Under section 441-c of the Real Property Law, the Department of State may revoke or suspend the license of a real estate broker for demonstrated untrustworthiness. Testimony offered in support of the charge consisted of testimony by the prospective buyer of conversations with Vitucci in November and December, 1964, evidence that up to early or middle August, 1965 the property was still on the market and was eventually leased to a white person by lease dated August 24, 1965 for a period of two years. The actual leasing was handled by a Mr. Varacchi, a salesman in petitioner’s office who, according to his testimony, learned of the possible civil rights litigation after completion of the transaction.
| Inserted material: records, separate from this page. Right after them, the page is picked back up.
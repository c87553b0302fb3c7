//! dbscrn-algorithms: Density-based clustering algorithms.
//!
//! This crate provides:
//! - **DBSCAN** - eps-neighborhoods from exhaustive pairwise distances
//! - **DBSCANRN** - core points from reverse k+NN, exhaustive search
//! - **DBSCANRN-TI** - the same k+NN sets via a reference-distance ordering
//!   and triangle-inequality pruning
//! - Quality metrics: purity, RAND, silhouette, Davies-Bouldin
//!
#![warn(missing_docs)]

mod classify;
mod dbscan;
mod dbscanrn;
mod eps;
mod expansion;
mod knn;
mod processing;
pub mod quality;
mod ti;

pub use classify::{core_points_by_eps, core_points_by_reverse_knn};
pub use dbscan::{DbscanClustering, DbscanConfig};
pub use dbscanrn::{DbscanRnClustering, DbscanRnConfig, NeighborSearch};
pub use eps::eps_neighborhoods;
pub use expansion::{expand_clusters, Expansion, NeighborRelation};
pub use knn::{k_plus_nn_exhaustive, DEFAULT_TIE_TOLERANCE};
pub use processing::{run_clustering, AlgorithmParams, ClusteringAlgorithm};
pub use quality::{evaluate_quality, QualityReport, RandIndex};
pub use ti::{k_plus_nn_triangle, k_plus_nn_with_ordering, ReferenceOrdering, ReferencePoint};

// Re-export core outcome types
pub use dbscrn_core::{ClusteringOutcome, ClusteringStatistics};
//! Triangle-inequality k+NN search for DBSCANRN-TI.
//!
//! Points are sorted by their distance to a single reference point `r`.
//! For any two points `a`, `b` the triangle inequality gives
//! `|d(r, a) - d(r, b)| <= d(a, b)`, so the gap between two positions in the
//! sorted order lower-bounds their real distance. Each point grows a window
//! outward from its own position and closes a side once its gap exceeds the
//! current (k-1)-th nearest distance. The triangle inequality only holds for
//! `m >= 1`, so smaller Minkowski powers are rejected.
//!
//! The search returns the same k+NN sets as [`crate::k_plus_nn_exhaustive`],
//! ties included; only the set of evaluated distances differs.

use dbscrn_core::{
    CountingMetric, Dataset, Error, KnnNeighborhoods, Neighbor, Result, SearchBounds,
};
use log::debug;
use rayon::prelude::*;

use crate::knn::{select_k_plus_nn, validate_knn_params};

/// Rounding allowance on the pruning bound, relative to the distances involved.
///
/// Computed distances carry an error proportional to their magnitude, so far
/// from the reference a fixed absolute tolerance can prune a tied candidate.
const RELATIVE_SLACK: f64 = 1e-12;

#[cfg(feature = "serde")]
use serde::{Deserialize, Serialize};

/// Choice of the reference point for the 1-D ordering.
///
/// Any fixed point gives correct results; the choice only affects how much
/// is pruned.
#[derive(Debug, Clone, PartialEq, Default)]
#[cfg_attr(feature = "serde", derive(Serialize, Deserialize))]
pub enum ReferencePoint {
    /// Coordinate-wise minimum over the dataset.
    #[default]
    CoordinateMinimum,
    /// The origin.
    Origin,
    /// An explicit point.
    Fixed(Vec<f64>),
}

impl ReferencePoint {
    /// Resolves the reference to concrete coordinates for `dataset`.
    ///
    /// # Errors
    /// [`Error::InvalidDimension`] if a fixed point has the wrong length.
    pub fn resolve(&self, dataset: &Dataset) -> Result<Vec<f64>> {
        match self {
            Self::CoordinateMinimum => Ok(dataset.coordinate_minimum()),
            Self::Origin => Ok(vec![0.0; dataset.dimensions()]),
            Self::Fixed(coords) => {
                if coords.len() == dataset.dimensions() {
                    Ok(coords.clone())
                } else {
                    Err(Error::InvalidDimension {
                        expected: dataset.dimensions(),
                        found: coords.len(),
                    })
                }
            }
        }
    }
}

/// Points sorted by distance to the reference point.
///
/// Built completely before any per-point search starts and read-only after.
#[derive(Debug, Clone)]
pub struct ReferenceOrdering {
    reference: Vec<f64>,
    order: Vec<usize>,
    distances: Vec<f64>,
}

impl ReferenceOrdering {
    /// Computes the reference distance of every point and sorts by it.
    ///
    /// Equal reference distances are ordered by input index.
    ///
    /// # Errors
    /// [`Error::InvalidDimension`] if `reference` has the wrong length.
    pub fn build(metric: &CountingMetric<'_>, reference: Vec<f64>) -> Result<Self> {
        let n = metric.dataset().len();
        let mut pairs: Vec<(usize, f64)> = (0..n)
            .into_par_iter()
            .map(|i| -> Result<(usize, f64)> {
                Ok((i, metric.to_reference(i, &reference)?))
            })
            .collect::<Result<_>>()?;
        pairs.sort_by(|a, b| a.1.total_cmp(&b.1).then_with(|| a.0.cmp(&b.0)));

        let (order, distances): (Vec<usize>, Vec<f64>) = pairs.into_iter().unzip();
        Ok(Self {
            reference,
            order,
            distances,
        })
    }

    /// The resolved reference point.
    pub fn reference(&self) -> &[f64] {
        &self.reference
    }

    /// Dataset indices in ascending reference distance.
    pub fn order(&self) -> &[usize] {
        &self.order
    }

    /// Reference distances aligned with [`ReferenceOrdering::order`].
    pub fn distances(&self) -> &[f64] {
        &self.distances
    }

    /// Number of ordered points.
    pub fn len(&self) -> usize {
        self.order.len()
    }

    /// True if no points are ordered.
    pub fn is_empty(&self) -> bool {
        self.order.is_empty()
    }

    /// Searches the k+NN of the point at sorted position `position`.
    fn search(
        &self,
        metric: &CountingMetric<'_>,
        position: usize,
        wanted: usize,
        tolerance: f64,
    ) -> Result<(Vec<Neighbor>, SearchBounds)> {
        let n = self.order.len();
        let point = self.order[position];
        let origin = self.distances[position];

        let mut left = position.checked_sub(1);
        let mut right = (position + 1 < n).then_some(position + 1);

        let mut candidates: Vec<Neighbor> = Vec::new();
        // Ascending; holds at most `wanted` distances.
        let mut nearest: Vec<f64> = Vec::with_capacity(wanted + 1);
        let mut bounds = SearchBounds::default();

        loop {
            // Next position: the side with the smaller gap, left on equal gaps.
            let (next, gap) = match (left, right) {
                (None, None) => break,
                (Some(l), None) => (l, origin - self.distances[l]),
                (None, Some(r)) => (r, self.distances[r] - origin),
                (Some(l), Some(r)) => {
                    let gap_left = origin - self.distances[l];
                    let gap_right = self.distances[r] - origin;
                    if gap_right < gap_left {
                        (r, gap_right)
                    } else {
                        (l, gap_left)
                    }
                }
            };

            let eps = (nearest.len() == wanted).then(|| nearest[wanted - 1]);
            if let Some(eps) = eps {
                let slack = RELATIVE_SLACK * (origin + self.distances[next] + eps);
                if gap > eps + tolerance + slack {
                    // Gaps only grow further out, so this side is done.
                    if next < position {
                        left = None;
                    } else {
                        right = None;
                    }
                    continue;
                }
            }

            let candidate = self.order[next];
            let distance = metric.between(point, candidate)?;
            if eps.is_none_or(|eps| distance <= eps + tolerance) {
                candidates.push(Neighbor {
                    index: candidate,
                    distance,
                });
                let at = nearest.partition_point(|&d| d <= distance);
                nearest.insert(at, distance);
                nearest.truncate(wanted);
                if nearest.len() == wanted && bounds.max_eps.is_none() {
                    bounds.max_eps = Some(nearest[wanted - 1]);
                }
            }

            if next < position {
                left = next.checked_sub(1);
            } else {
                right = (next + 1 < n).then_some(next + 1);
            }
        }

        if nearest.len() == wanted {
            bounds.min_eps = Some(nearest[wanted - 1]);
        }
        Ok((select_k_plus_nn(candidates, wanted, tolerance), bounds))
    }
}

/// Computes k+NN / rk+NN using the triangle-inequality pruned search.
///
/// The reference ordering is fully built first; per-point searches then run
/// in parallel, each reading only the ordering and the dataset.
///
/// # Errors
/// [`Error::InvalidParameter`] for `k < 2` or a bad tolerance,
/// [`Error::InvalidDimension`] for a reference of the wrong length.
pub fn k_plus_nn_triangle(
    metric: &CountingMetric<'_>,
    k: usize,
    tolerance: f64,
    reference: &ReferencePoint,
) -> Result<KnnNeighborhoods> {
    validate_knn_params(k, tolerance)?;
    let reference = reference.resolve(metric.dataset())?;
    let ordering = ReferenceOrdering::build(metric, reference)?;
    k_plus_nn_with_ordering(metric, &ordering, k, tolerance)
}

/// Same as [`k_plus_nn_triangle`], reusing an already built ordering.
///
/// # Errors
/// [`Error::InvalidParameter`] for `k < 2`, a bad tolerance or a Minkowski
/// power below 1, [`Error::InvariantViolation`] if the ordering does not
/// cover the dataset.
pub fn k_plus_nn_with_ordering(
    metric: &CountingMetric<'_>,
    ordering: &ReferenceOrdering,
    k: usize,
    tolerance: f64,
) -> Result<KnnNeighborhoods> {
    validate_knn_params(k, tolerance)?;
    let power = metric.metric().power();
    if power < 1.0 {
        return Err(Error::invalid_parameter(
            "minkowski_power",
            format!("triangle-inequality search needs a power of at least 1, got {power}"),
        ));
    }
    let n = metric.dataset().len();
    if ordering.len() != n {
        return Err(Error::InvariantViolation(format!(
            "reference ordering covers {} points, dataset has {n}",
            ordering.len()
        )));
    }
    let wanted = k - 1;
    let before = metric.counter().total();

    let searched: Vec<(Vec<Neighbor>, SearchBounds)> = (0..n)
        .into_par_iter()
        .map(|position| ordering.search(metric, position, wanted, tolerance))
        .collect::<Result<_>>()?;

    let mut forward = vec![Vec::new(); n];
    let mut bounds = vec![SearchBounds::default(); n];
    for (position, (neighbors, point_bounds)) in searched.into_iter().enumerate() {
        let point = ordering.order[position];
        forward[point] = neighbors;
        bounds[point] = point_bounds;
    }

    // Each evaluation bumps two counters.
    let evaluated = (metric.counter().total() - before) / 2;
    debug!(
        "triangle-inequality search evaluated {evaluated} of {} pairs",
        n * n.saturating_sub(1)
    );

    KnnNeighborhoods::from_forward(forward, Some(bounds))
}

#[cfg(test)]
mod tests {
    use super::*;
    use crate::knn::{k_plus_nn_exhaustive, DEFAULT_TIE_TOLERANCE};
    use dbscrn_core::Minkowski;

    fn grid() -> Dataset {
        let mut rows = Vec::new();
        for x in 0..5 {
            for y in 0..4 {
                rows.push(vec![f64::from(x), f64::from(y)]);
            }
        }
        rows.push(vec![20.0, 20.0]);
        Dataset::from_rows(rows).unwrap()
    }

    #[test]
    fn test_reference_resolution() {
        let dataset = Dataset::from_rows(vec![vec![1.0, 5.0], vec![-3.0, 2.0]]).unwrap();
        assert_eq!(
            ReferencePoint::CoordinateMinimum.resolve(&dataset).unwrap(),
            vec![-3.0, 2.0]
        );
        assert_eq!(ReferencePoint::Origin.resolve(&dataset).unwrap(), vec![0.0, 0.0]);
        assert!(matches!(
            ReferencePoint::Fixed(vec![1.0]).resolve(&dataset),
            Err(Error::InvalidDimension { .. })
        ));
    }

    #[test]
    fn test_ordering_sorted() {
        let dataset = Dataset::from_rows(vec![vec![3.0], vec![1.0], vec![2.0], vec![1.0]]).unwrap();
        let metric = CountingMetric::new(&dataset, Minkowski::euclidean());
        let ordering = ReferenceOrdering::build(&metric, vec![0.0]).unwrap();
        assert_eq!(ordering.order(), &[1, 3, 2, 0]);
        assert_eq!(ordering.distances(), &[1.0, 1.0, 2.0, 3.0]);
        // One evaluation per point, charged to the point only.
        assert_eq!(metric.into_counts(), vec![1, 1, 1, 1]);
    }

    #[test]
    fn test_matches_exhaustive_on_grid_with_ties() {
        let dataset = grid();
        for k in 2..7 {
            for reference in [
                ReferencePoint::CoordinateMinimum,
                ReferencePoint::Origin,
                ReferencePoint::Fixed(vec![2.5, -7.0]),
            ] {
                let exhaustive_metric = CountingMetric::new(&dataset, Minkowski::euclidean());
                let expected =
                    k_plus_nn_exhaustive(&exhaustive_metric, k, DEFAULT_TIE_TOLERANCE).unwrap();
                let ti_metric = CountingMetric::new(&dataset, Minkowski::euclidean());
                let actual =
                    k_plus_nn_triangle(&ti_metric, k, DEFAULT_TIE_TOLERANCE, &reference).unwrap();

                assert_eq!(actual.k_plus_nn, expected.k_plus_nn, "k = {k}, {reference:?}");
                assert_eq!(actual.reverse, expected.reverse, "k = {k}, {reference:?}");
            }
        }
    }

    #[test]
    fn test_prunes_distance_evaluations() {
        let rows: Vec<Vec<f64>> = (0..200).map(|i| vec![f64::from(i), 0.0]).collect();
        let dataset = Dataset::from_rows(rows).unwrap();

        let exhaustive = CountingMetric::new(&dataset, Minkowski::euclidean());
        k_plus_nn_exhaustive(&exhaustive, 4, DEFAULT_TIE_TOLERANCE).unwrap();
        let ti = CountingMetric::new(&dataset, Minkowski::euclidean());
        k_plus_nn_triangle(&ti, 4, DEFAULT_TIE_TOLERANCE, &ReferencePoint::CoordinateMinimum)
            .unwrap();

        assert!(ti.counter().total() * 10 < exhaustive.counter().total());
    }

    #[test]
    fn test_search_bounds() {
        let dataset = Dataset::from_rows(vec![vec![0.0], vec![1.0], vec![3.0], vec![6.0]]).unwrap();
        let metric = CountingMetric::new(&dataset, Minkowski::euclidean());
        let knn = k_plus_nn_triangle(&metric, 2, DEFAULT_TIE_TOLERANCE, &ReferencePoint::Origin)
            .unwrap();
        let bounds = knn.bounds.as_ref().unwrap();

        // Point 2 (x = 3): left neighbor at gap 2 is found first, then the
        // right one at gap 3 is pruned.
        assert_eq!(bounds[2].max_eps, Some(2.0));
        assert_eq!(bounds[2].min_eps, Some(2.0));
        assert_eq!(knn.forward_indices(2), vec![1]);
        for b in bounds {
            assert!(b.min_eps.unwrap() <= b.max_eps.unwrap());
        }
    }

    #[test]
    fn test_ties_far_from_reference() {
        // Both neighbors of point 1 lie at sqrt(0.02); the reference
        // distances around 7e6 carry more rounding error than the tolerance.
        let dataset = Dataset::from_rows(vec![
            vec![0.2, 0.3],
            vec![5_000_000.1, 5_000_000.0],
            vec![5_000_000.2, 5_000_000.1],
            vec![5_000_000.0, 5_000_000.1],
        ])
        .unwrap();
        for reference in [ReferencePoint::CoordinateMinimum, ReferencePoint::Origin] {
            let exhaustive_metric = CountingMetric::new(&dataset, Minkowski::euclidean());
            let expected =
                k_plus_nn_exhaustive(&exhaustive_metric, 2, DEFAULT_TIE_TOLERANCE).unwrap();
            let ti_metric = CountingMetric::new(&dataset, Minkowski::euclidean());
            let actual =
                k_plus_nn_triangle(&ti_metric, 2, DEFAULT_TIE_TOLERANCE, &reference).unwrap();

            assert_eq!(actual.k_plus_nn, expected.k_plus_nn, "{reference:?}");
            assert_eq!(actual.reverse, expected.reverse, "{reference:?}");
        }
    }

    #[test]
    fn test_rejects_power_below_one() {
        let dataset = grid();
        let metric = CountingMetric::new(&dataset, Minkowski::new(0.5).unwrap());
        let err = k_plus_nn_triangle(&metric, 3, DEFAULT_TIE_TOLERANCE, &ReferencePoint::Origin)
            .unwrap_err();
        assert!(matches!(
            err,
            Error::InvalidParameter {
                name: "minkowski_power",
                ..
            }
        ));
    }

    #[test]
    fn test_single_point() {
        let dataset = Dataset::from_rows(vec![vec![1.0, 1.0]]).unwrap();
        let metric = CountingMetric::new(&dataset, Minkowski::euclidean());
        let knn =
            k_plus_nn_triangle(&metric, 3, DEFAULT_TIE_TOLERANCE, &ReferencePoint::Origin).unwrap();
        assert!(knn.k_plus_nn[0].is_empty());
        assert_eq!(knn.bounds.unwrap()[0], SearchBounds::default());
    }
}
The first direct personal contact by the investigator with petitioner was on September 3, 1965, after the consummation of the lease between Vitucci and the new tenant. At that time no injunction or stay was outstanding against Vitucci. In fact, because of difficulty in serving Vitucci, the proceeding against him was not commenced until about August 30,1965. A decision adverse to Vitucci was rendered September 16, 1965, though up to the time of the hearing no order had been entered thereon. There was testimony by an Assistant Corporation Counsel that sometime in August, 1965 he had telephoned petitioner’s office, spoken to someone there, informed them of the charges against Vitucci, and was assured no action in furtherance of disposition of the property would be taken while the charges were pending. Petitioner admitted such a conversation occurred but testified that it was subsequent to acceptance of a $100 deposit from the prospective lessee on August 23, 1965. Petitioner testified also that the date of his first conversation with someone from the Department of State was August 26,1965, while the person with whom petitioner allegedly spoke fixed such date as August 24, 1965. Petitioner acknowledged he then promised to do nothing to further the transaction and he asserts that he respected such promise. However, the matter was carried on by Vitucci and Varacchi.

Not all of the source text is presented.